[Stored data entries]

---

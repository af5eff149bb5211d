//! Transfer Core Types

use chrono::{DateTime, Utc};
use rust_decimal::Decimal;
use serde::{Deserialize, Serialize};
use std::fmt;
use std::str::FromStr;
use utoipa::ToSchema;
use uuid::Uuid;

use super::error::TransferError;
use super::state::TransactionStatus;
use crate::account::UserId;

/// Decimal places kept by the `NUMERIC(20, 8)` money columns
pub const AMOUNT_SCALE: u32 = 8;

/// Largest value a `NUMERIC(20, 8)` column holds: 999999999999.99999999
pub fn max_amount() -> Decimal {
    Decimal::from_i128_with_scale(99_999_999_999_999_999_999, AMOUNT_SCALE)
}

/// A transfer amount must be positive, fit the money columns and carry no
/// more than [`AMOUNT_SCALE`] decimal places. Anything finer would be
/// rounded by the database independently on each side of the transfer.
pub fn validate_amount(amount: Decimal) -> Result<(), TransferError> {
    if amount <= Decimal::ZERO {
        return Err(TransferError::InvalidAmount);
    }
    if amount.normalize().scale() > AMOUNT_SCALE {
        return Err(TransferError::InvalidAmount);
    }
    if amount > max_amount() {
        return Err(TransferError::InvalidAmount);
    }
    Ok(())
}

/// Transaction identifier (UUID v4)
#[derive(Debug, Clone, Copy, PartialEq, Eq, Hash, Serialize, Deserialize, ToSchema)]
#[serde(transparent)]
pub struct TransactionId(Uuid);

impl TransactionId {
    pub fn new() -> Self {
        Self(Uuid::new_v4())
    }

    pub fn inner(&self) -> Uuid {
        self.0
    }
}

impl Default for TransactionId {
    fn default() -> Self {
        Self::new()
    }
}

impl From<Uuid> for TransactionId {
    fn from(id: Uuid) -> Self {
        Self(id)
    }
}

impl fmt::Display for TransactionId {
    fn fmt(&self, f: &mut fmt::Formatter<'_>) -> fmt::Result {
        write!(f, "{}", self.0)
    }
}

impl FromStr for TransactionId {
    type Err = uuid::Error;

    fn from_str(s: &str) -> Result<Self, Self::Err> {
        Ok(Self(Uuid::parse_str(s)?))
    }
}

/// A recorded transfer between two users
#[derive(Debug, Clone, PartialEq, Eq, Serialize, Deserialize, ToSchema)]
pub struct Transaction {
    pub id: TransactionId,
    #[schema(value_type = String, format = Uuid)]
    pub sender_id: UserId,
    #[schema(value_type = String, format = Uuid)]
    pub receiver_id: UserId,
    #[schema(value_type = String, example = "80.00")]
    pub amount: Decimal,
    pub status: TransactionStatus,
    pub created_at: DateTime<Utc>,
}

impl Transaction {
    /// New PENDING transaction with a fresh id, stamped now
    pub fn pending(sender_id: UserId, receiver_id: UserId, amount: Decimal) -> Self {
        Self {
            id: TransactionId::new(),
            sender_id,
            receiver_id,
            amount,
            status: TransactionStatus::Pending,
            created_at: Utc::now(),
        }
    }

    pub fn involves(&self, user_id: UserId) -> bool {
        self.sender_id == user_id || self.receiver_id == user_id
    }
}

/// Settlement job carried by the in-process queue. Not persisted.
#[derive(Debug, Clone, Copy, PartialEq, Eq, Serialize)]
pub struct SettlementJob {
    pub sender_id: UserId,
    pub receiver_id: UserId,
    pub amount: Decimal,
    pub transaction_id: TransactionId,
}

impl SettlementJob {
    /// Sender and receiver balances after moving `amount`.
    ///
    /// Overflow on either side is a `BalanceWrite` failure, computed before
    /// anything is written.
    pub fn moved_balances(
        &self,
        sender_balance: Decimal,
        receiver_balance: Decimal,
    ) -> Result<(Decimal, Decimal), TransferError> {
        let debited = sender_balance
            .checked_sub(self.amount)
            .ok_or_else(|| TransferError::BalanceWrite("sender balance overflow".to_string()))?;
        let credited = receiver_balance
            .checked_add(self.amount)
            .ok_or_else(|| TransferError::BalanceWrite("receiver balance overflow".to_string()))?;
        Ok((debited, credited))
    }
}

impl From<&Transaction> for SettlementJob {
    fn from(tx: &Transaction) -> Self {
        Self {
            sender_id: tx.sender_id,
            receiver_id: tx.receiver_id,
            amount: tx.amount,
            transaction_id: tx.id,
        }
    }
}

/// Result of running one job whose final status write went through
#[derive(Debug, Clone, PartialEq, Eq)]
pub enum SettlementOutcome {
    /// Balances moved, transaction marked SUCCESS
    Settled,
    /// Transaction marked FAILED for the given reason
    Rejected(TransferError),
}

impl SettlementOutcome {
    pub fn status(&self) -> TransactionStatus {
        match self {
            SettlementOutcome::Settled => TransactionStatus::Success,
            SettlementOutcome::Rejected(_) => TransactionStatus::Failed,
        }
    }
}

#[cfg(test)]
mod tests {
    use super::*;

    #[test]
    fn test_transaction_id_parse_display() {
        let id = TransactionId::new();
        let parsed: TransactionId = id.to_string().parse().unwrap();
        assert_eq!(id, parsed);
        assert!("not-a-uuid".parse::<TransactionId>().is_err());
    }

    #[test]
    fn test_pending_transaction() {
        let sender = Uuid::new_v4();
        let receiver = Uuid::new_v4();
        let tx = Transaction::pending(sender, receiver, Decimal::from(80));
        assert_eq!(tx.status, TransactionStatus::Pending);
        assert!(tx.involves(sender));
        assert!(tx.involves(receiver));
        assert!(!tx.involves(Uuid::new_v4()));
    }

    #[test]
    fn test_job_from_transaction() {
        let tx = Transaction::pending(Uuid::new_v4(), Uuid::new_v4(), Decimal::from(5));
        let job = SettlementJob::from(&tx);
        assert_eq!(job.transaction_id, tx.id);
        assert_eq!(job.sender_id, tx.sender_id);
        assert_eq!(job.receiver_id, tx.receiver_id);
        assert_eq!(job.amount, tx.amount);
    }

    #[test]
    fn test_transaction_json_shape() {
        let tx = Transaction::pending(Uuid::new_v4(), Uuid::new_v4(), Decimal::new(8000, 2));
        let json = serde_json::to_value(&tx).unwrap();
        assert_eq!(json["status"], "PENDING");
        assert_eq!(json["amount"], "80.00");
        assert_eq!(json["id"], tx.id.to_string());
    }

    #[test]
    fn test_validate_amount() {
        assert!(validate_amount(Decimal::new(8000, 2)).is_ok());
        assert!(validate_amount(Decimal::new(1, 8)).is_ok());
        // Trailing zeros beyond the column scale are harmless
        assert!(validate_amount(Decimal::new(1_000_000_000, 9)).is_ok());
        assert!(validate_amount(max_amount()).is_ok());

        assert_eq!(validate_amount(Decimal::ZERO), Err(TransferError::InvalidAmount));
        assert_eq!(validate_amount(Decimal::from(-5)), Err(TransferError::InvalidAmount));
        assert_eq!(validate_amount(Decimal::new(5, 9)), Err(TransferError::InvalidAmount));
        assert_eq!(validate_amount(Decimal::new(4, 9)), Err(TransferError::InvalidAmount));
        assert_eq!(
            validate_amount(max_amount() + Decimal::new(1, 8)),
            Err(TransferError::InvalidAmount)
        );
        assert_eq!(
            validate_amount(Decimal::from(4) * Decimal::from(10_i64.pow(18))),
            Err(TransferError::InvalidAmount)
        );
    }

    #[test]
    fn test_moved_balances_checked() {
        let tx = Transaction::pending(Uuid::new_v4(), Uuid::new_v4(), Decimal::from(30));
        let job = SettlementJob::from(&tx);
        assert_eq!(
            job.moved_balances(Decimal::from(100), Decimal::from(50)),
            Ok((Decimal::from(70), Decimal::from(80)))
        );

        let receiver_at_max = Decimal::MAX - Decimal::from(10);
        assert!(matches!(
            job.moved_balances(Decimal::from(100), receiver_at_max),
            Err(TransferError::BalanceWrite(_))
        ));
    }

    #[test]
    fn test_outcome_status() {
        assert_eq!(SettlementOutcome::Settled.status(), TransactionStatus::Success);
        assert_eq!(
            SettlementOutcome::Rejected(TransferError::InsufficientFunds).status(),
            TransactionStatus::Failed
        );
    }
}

---

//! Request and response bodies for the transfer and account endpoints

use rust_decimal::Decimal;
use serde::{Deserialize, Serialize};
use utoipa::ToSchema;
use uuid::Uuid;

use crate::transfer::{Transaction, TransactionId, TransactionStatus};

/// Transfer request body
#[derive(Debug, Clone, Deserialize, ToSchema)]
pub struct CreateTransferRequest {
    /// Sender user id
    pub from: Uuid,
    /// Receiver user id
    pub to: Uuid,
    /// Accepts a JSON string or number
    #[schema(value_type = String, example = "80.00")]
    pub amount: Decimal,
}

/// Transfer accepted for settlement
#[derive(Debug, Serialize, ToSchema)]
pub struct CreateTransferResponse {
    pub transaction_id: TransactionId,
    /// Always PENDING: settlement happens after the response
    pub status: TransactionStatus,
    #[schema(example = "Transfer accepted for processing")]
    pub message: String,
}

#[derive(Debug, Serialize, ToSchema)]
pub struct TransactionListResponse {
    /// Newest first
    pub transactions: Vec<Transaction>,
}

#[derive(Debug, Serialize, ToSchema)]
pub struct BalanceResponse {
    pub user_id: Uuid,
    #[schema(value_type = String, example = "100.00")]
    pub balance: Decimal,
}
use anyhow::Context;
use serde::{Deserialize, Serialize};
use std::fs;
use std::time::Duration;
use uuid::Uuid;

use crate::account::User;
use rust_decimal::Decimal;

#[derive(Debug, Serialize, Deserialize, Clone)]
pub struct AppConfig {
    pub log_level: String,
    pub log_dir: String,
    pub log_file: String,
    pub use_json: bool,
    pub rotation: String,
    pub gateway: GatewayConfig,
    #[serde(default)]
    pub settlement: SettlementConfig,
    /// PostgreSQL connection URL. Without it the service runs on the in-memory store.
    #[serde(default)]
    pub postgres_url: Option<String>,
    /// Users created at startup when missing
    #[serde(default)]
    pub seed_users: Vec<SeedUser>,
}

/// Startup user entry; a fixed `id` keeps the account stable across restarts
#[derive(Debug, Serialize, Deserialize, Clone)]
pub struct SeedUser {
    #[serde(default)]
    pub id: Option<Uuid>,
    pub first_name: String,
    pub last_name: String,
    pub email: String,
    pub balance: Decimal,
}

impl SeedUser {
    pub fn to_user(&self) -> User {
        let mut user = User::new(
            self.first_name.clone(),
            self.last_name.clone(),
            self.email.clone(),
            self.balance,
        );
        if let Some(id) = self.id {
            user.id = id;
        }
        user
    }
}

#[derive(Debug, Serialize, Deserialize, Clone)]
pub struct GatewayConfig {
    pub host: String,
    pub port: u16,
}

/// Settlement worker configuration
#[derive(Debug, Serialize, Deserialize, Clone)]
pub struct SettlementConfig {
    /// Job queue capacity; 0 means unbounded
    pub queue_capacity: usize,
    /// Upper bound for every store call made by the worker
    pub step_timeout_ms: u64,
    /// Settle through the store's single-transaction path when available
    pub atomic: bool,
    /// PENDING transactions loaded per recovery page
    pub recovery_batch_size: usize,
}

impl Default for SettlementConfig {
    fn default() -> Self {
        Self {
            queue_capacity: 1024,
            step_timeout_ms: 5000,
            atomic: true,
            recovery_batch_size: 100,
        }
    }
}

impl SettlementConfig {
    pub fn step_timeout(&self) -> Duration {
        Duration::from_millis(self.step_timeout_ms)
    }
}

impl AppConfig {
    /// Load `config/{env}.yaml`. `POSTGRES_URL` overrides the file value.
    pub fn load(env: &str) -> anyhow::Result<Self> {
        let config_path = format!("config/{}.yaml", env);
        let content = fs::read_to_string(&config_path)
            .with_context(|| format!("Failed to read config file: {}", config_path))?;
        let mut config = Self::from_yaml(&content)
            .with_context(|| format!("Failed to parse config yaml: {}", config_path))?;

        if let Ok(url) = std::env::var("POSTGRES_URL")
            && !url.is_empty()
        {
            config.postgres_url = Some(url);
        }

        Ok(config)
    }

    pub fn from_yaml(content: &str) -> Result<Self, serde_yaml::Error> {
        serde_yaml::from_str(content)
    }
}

---

Task directions: Out of the records above, pull each line containing the word "UserId".

Exercise result:
use crate::account::UserId;
    pub sender_id: UserId,
    pub receiver_id: UserId,
    pub fn pending(sender_id: UserId, receiver_id: UserId, amount: Decimal) -> Self {
    pub fn involves(&self, user_id: UserId) -> bool {
    pub sender_id: UserId,
    pub receiver_id: UserId,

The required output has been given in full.